What to produce: Return every line from the one with "self.attach(Placement::After(reference), child, true)" through the one with "attach a view", inclusive, exactly as it appears below.
(Data under study)
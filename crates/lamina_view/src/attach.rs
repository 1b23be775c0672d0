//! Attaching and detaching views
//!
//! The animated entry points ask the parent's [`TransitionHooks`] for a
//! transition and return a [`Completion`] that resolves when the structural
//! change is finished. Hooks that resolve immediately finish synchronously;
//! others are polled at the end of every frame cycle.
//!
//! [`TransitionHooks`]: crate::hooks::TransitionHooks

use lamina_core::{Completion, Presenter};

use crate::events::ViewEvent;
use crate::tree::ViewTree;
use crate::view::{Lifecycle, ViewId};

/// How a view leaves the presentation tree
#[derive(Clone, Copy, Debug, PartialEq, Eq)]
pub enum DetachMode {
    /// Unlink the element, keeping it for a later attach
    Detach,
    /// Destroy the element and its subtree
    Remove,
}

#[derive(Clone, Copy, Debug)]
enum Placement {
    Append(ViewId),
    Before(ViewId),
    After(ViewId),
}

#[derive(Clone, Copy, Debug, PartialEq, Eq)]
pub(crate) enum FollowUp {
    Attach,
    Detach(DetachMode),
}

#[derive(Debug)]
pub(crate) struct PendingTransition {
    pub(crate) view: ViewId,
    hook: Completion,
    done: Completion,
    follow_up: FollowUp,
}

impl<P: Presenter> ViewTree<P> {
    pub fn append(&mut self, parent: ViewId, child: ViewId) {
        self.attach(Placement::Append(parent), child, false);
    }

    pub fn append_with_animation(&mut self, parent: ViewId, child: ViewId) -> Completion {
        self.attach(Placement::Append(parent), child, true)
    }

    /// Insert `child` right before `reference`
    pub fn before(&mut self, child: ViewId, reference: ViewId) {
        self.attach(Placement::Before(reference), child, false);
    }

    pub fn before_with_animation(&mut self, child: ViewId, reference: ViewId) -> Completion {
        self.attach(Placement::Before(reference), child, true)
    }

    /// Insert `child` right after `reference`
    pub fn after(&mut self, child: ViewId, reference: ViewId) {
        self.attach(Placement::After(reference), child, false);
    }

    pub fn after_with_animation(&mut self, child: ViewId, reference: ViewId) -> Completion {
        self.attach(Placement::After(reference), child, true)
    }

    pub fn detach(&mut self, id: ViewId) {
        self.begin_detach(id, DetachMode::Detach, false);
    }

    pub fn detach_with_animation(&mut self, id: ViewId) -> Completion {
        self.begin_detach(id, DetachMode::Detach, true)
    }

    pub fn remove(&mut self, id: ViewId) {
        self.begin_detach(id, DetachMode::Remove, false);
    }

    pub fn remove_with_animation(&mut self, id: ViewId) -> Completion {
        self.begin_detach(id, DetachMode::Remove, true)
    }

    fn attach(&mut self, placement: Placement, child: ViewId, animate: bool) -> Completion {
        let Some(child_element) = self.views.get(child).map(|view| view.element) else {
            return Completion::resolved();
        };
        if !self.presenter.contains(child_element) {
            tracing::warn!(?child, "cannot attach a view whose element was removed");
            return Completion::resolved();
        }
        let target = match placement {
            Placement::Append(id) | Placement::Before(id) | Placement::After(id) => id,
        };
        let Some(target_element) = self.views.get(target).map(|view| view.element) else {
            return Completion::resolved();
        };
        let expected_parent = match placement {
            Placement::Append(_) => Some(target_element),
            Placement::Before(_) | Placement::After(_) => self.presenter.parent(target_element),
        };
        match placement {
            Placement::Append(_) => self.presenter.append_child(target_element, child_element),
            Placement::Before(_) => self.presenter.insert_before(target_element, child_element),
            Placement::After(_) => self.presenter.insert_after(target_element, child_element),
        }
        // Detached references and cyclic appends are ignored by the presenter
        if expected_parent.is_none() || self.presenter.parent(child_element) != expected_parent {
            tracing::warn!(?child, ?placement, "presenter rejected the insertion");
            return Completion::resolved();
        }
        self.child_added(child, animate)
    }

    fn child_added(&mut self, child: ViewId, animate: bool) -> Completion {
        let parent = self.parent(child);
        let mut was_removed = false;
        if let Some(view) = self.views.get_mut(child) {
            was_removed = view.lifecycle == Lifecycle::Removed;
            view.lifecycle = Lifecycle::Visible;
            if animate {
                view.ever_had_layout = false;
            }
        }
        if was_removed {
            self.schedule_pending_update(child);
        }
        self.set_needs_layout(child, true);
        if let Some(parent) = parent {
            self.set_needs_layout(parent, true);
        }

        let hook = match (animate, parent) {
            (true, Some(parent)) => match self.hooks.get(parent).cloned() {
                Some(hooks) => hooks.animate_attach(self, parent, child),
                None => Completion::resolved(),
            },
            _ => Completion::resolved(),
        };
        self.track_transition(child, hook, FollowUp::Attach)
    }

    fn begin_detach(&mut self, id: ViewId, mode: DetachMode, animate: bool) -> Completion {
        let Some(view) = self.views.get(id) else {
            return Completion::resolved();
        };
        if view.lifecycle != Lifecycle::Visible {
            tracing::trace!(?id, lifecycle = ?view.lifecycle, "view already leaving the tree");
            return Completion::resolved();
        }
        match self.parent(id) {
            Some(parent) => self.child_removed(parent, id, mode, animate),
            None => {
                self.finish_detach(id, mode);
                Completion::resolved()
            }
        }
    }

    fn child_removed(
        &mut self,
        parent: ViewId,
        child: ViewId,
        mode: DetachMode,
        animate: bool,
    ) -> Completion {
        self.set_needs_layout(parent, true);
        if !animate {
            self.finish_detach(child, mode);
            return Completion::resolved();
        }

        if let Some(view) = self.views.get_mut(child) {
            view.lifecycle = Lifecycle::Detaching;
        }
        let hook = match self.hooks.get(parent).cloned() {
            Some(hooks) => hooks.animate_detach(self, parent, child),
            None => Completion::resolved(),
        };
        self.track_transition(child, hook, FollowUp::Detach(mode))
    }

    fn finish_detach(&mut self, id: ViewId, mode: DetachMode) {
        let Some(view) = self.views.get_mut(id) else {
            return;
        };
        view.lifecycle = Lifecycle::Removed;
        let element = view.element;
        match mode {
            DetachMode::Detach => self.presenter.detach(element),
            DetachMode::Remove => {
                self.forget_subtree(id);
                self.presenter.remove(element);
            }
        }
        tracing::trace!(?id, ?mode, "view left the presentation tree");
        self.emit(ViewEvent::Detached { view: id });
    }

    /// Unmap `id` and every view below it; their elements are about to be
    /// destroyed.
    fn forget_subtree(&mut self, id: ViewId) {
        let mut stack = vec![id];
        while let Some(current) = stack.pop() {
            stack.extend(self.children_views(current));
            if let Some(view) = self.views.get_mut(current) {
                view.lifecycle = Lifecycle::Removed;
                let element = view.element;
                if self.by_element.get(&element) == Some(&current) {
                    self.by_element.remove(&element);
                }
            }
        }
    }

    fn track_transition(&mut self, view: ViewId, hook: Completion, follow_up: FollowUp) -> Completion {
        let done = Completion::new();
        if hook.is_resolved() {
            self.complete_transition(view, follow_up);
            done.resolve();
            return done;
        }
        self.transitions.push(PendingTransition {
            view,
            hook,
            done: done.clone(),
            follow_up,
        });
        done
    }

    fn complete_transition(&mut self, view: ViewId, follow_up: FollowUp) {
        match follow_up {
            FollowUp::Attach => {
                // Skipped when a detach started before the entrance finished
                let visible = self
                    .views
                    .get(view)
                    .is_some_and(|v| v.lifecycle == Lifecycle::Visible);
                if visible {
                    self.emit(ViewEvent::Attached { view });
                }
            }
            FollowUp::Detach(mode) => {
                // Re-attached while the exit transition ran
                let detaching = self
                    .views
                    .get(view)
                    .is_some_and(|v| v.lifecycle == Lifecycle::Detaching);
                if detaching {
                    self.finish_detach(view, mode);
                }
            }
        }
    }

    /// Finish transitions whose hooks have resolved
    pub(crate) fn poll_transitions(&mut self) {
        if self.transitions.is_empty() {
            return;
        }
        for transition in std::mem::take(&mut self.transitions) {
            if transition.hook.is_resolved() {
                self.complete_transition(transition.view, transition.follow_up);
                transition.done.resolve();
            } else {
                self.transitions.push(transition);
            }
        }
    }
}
(End Data under study)
Exercise answer:
        self.attach(Placement::After(reference), child, true)
    }

    pub fn detach(&mut self, id: ViewId) {
        self.begin_detach(id, DetachMode::Detach, false);
    }

    pub fn detach_with_animation(&mut self, id: ViewId) -> Completion {
        self.begin_detach(id, DetachMode::Detach, true)
    }

    pub fn remove(&mut self, id: ViewId) {
        self.begin_detach(id, DetachMode::Remove, false);
    }

    pub fn remove_with_animation(&mut self, id: ViewId) -> Completion {
        self.begin_detach(id, DetachMode::Remove, true)
    }

    fn attach(&mut self, placement: Placement, child: ViewId, animate: bool) -> Completion {
        let Some(child_element) = self.views.get(child).map(|view| view.element) else {
            return Completion::resolved();
        };
        if !self.presenter.contains(child_element) {
            tracing::warn!(?child, "cannot attach a view whose element was removed");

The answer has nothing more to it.